● What you will do
Transcribe each line below without altering anything.

[[ Information provided, beginning ]]

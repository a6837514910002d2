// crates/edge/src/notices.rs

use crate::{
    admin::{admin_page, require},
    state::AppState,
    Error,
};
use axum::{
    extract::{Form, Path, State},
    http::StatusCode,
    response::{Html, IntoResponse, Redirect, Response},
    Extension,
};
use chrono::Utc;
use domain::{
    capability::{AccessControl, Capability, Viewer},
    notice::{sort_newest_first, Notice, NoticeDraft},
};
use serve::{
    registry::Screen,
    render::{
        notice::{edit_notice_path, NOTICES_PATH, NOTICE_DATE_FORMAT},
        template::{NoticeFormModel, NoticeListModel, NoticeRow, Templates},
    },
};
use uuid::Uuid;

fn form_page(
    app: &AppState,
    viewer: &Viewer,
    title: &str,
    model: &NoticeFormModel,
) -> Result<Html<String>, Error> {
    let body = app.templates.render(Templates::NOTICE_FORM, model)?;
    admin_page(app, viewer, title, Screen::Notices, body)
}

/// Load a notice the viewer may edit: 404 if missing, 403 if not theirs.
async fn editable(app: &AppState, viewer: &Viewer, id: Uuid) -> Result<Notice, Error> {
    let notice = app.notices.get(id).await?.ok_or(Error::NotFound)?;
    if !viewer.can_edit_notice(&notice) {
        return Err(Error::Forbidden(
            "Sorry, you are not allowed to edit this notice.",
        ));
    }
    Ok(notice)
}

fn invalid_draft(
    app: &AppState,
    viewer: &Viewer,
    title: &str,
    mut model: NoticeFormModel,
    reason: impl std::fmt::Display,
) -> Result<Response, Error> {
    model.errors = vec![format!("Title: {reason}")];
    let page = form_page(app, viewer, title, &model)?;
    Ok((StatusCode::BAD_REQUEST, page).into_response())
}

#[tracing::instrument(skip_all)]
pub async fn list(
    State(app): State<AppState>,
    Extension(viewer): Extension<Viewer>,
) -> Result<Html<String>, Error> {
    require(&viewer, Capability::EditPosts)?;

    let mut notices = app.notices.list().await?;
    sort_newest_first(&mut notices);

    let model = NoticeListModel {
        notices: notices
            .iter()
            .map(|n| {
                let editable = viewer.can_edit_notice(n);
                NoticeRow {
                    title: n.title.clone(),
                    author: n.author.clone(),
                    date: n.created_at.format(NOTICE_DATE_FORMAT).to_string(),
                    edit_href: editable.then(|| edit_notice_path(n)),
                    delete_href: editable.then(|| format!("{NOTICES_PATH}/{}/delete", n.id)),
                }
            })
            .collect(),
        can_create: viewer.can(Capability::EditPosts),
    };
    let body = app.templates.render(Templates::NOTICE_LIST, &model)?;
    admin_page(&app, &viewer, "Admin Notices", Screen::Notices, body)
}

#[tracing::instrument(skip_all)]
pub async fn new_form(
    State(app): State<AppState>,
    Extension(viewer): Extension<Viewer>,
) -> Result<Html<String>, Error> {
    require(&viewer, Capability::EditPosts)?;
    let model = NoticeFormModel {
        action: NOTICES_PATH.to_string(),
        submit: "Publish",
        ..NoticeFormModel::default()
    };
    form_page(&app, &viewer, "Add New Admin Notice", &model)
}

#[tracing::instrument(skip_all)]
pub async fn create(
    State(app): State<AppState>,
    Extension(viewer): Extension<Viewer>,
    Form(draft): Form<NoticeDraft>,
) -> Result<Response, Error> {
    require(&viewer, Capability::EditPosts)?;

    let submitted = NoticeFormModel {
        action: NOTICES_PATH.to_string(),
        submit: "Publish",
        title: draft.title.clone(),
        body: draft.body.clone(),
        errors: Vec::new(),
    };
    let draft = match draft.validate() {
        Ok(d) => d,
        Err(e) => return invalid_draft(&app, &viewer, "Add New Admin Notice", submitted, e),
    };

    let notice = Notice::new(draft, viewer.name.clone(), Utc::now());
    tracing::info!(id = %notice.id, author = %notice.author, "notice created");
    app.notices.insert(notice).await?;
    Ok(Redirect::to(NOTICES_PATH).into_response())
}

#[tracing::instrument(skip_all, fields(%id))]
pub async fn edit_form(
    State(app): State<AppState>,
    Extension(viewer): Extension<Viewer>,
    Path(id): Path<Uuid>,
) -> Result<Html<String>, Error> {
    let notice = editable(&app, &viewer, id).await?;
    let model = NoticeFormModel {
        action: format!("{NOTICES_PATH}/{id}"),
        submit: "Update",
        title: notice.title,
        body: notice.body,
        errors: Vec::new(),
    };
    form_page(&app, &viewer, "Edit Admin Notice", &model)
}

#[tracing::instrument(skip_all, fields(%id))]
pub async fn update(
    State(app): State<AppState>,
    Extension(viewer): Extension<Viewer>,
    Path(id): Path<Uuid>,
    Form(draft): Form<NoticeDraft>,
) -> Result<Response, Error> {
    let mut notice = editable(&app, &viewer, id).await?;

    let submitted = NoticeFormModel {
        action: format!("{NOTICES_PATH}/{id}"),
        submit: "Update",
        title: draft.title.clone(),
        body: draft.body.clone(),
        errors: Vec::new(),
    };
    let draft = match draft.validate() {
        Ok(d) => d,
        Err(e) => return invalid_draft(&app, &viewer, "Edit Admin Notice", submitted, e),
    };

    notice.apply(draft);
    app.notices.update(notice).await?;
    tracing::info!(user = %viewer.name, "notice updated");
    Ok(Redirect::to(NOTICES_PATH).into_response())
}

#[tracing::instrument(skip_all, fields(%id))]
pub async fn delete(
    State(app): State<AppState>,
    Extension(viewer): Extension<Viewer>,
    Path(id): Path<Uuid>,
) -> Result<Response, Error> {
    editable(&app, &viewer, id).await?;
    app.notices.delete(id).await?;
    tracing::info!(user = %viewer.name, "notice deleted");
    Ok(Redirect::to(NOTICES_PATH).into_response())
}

[[ Information provided, end ]]

● The answer
repository a6837514910002d2
// crates/edge/src/notices.rs

use crate::{
    admin::{admin_page, require},
    state::AppState,
    Error,
};
use axum::{
    extract::{Form, Path, State},
    http::StatusCode,
    response::{Html, IntoResponse, Redirect, Response},
    Extension,
};
use chrono::Utc;
use domain::{
    capability::{AccessControl, Capability, Viewer},
    notice::{sort_newest_first, Notice, NoticeDraft},
};
use serve::{
    registry::Screen,
    render::{
        notice::{edit_notice_path, NOTICES_PATH, NOTICE_DATE_FORMAT},
        template::{NoticeFormModel, NoticeListModel, NoticeRow, Templates},
    },
};
use uuid::Uuid;

fn form_page(
    app: &AppState,
    viewer: &Viewer,
    title: &str,
    model: &NoticeFormModel,
) -> Result<Html<String>, Error> {
    let body = app.templates.render(Templates::NOTICE_FORM, model)?;
    admin_page(app, viewer, title, Screen::Notices, body)
}

/// Load a notice the viewer may edit: 404 if missing, 403 if not theirs.
async fn editable(app: &AppState, viewer: &Viewer, id: Uuid) -> Result<Notice, Error> {
    let notice = app.notices.get(id).await?.ok_or(Error::NotFound)?;
    if !viewer.can_edit_notice(&notice) {
        return Err(Error::Forbidden(
            "Sorry, you are not allowed to edit this notice.",
        ));
    }
    Ok(notice)
}

fn invalid_draft(
    app: &AppState,
    viewer: &Viewer,
    title: &str,
    mut model: NoticeFormModel,
    reason: impl std::fmt::Display,
) -> Result<Response, Error> {
    model.errors = vec![format!("Title: {reason}")];
    let page = form_page(app, viewer, title, &model)?;
    Ok((StatusCode::BAD_REQUEST, page).into_response())
}

#[tracing::instrument(skip_all)]
pub async fn list(
    State(app): State<AppState>,
    Extension(viewer): Extension<Viewer>,
) -> Result<Html<String>, Error> {
    require(&viewer, Capability::EditPosts)?;

    let mut notices = app.notices.list().await?;
    sort_newest_first(&mut notices);

    let model = NoticeListModel {
        notices: notices
            .iter()
            .map(|n| {
                let editable = viewer.can_edit_notice(n);
                NoticeRow {
                    title: n.title.clone(),
                    author: n.author.clone(),
                    date: n.created_at.format(NOTICE_DATE_FORMAT).to_string(),
                    edit_href: editable.then(|| edit_notice_path(n)),
                    delete_href: editable.then(|| format!("{NOTICES_PATH}/{}/delete", n.id)),
                }
            })
            .collect(),
        can_create: viewer.can(Capability::EditPosts),
    };
    let body = app.templates.render(Templates::NOTICE_LIST, &model)?;
    admin_page(&app, &viewer, "Admin Notices", Screen::Notices, body)
}

#[tracing::instrument(skip_all)]
pub async fn new_form(
    State(app): State<AppState>,
    Extension(viewer): Extension<Viewer>,
) -> Result<Html<String>, Error> {
    require(&viewer, Capability::EditPosts)?;
    let model = NoticeFormModel {
        action: NOTICES_PATH.to_string(),
        submit: "Publish",
        ..NoticeFormModel::default()
    };
    form_page(&app, &viewer, "Add New Admin Notice", &model)
}

#[tracing::instrument(skip_all)]
pub async fn create(
    State(app): State<AppState>,
    Extension(viewer): Extension<Viewer>,
    Form(draft): Form<NoticeDraft>,
) -> Result<Response, Error> {
    require(&viewer, Capability::EditPosts)?;

    let submitted = NoticeFormModel {
        action: NOTICES_PATH.to_string(),
        submit: "Publish",
        title: draft.title.clone(),
        body: draft.body.clone(),
        errors: Vec::new(),
    };
    let draft = match draft.validate() {
        Ok(d) => d,
        Err(e) => return invalid_draft(&app, &viewer, "Add New Admin Notice", submitted, e),
    };

    let notice = Notice::new(draft, viewer.name.clone(), Utc::now());
    tracing::info!(id = %notice.id, author = %notice.author, "notice created");
    app.notices.insert(notice).await?;
    Ok(Redirect::to(NOTICES_PATH).into_response())
}

#[tracing::instrument(skip_all, fields(%id))]
pub async fn edit_form(
    State(app): State<AppState>,
    Extension(viewer): Extension<Viewer>,
    Path(id): Path<Uuid>,
) -> Result<Html<String>, Error> {
    let notice = editable(&app, &viewer, id).await?;
    let model = NoticeFormModel {
        action: format!("{NOTICES_PATH}/{id}"),
        submit: "Update",
        title: notice.title,
        body: notice.body,
        errors: Vec::new(),
    };
    form_page(&app, &viewer, "Edit Admin Notice", &model)
}

#[tracing::instrument(skip_all, fields(%id))]
pub async fn update(
    State(app): State<AppState>,
    Extension(viewer): Extension<Viewer>,
    Path(id): Path<Uuid>,
    Form(draft): Form<NoticeDraft>,
) -> Result<Response, Error> {
    let mut notice = editable(&app, &viewer, id).await?;

    let submitted = NoticeFormModel {
        action: format!("{NOTICES_PATH}/{id}"),
        submit: "Update",
        title: draft.title.clone(),
        body: draft.body.clone(),
        errors: Vec::new(),
    };
    let draft = match draft.validate() {
        Ok(d) => d,
        Err(e) => return invalid_draft(&app, &viewer, "Edit Admin Notice", submitted, e),
    };

    notice.apply(draft);
    app.notices.update(notice).await?;
    tracing::info!(user = %viewer.name, "notice updated");
    Ok(Redirect::to(NOTICES_PATH).into_response())
}

#[tracing::instrument(skip_all, fields(%id))]
pub async fn delete(
    State(app): State<AppState>,
    Extension(viewer): Extension<Viewer>,
    Path(id): Path<Uuid>,
) -> Result<Response, Error> {
    editable(&app, &viewer, id).await?;
    app.notices.delete(id).await?;
    tracing::info!(user = %viewer.name, "notice deleted");
    Ok(Redirect::to(NOTICES_PATH).into_response())
}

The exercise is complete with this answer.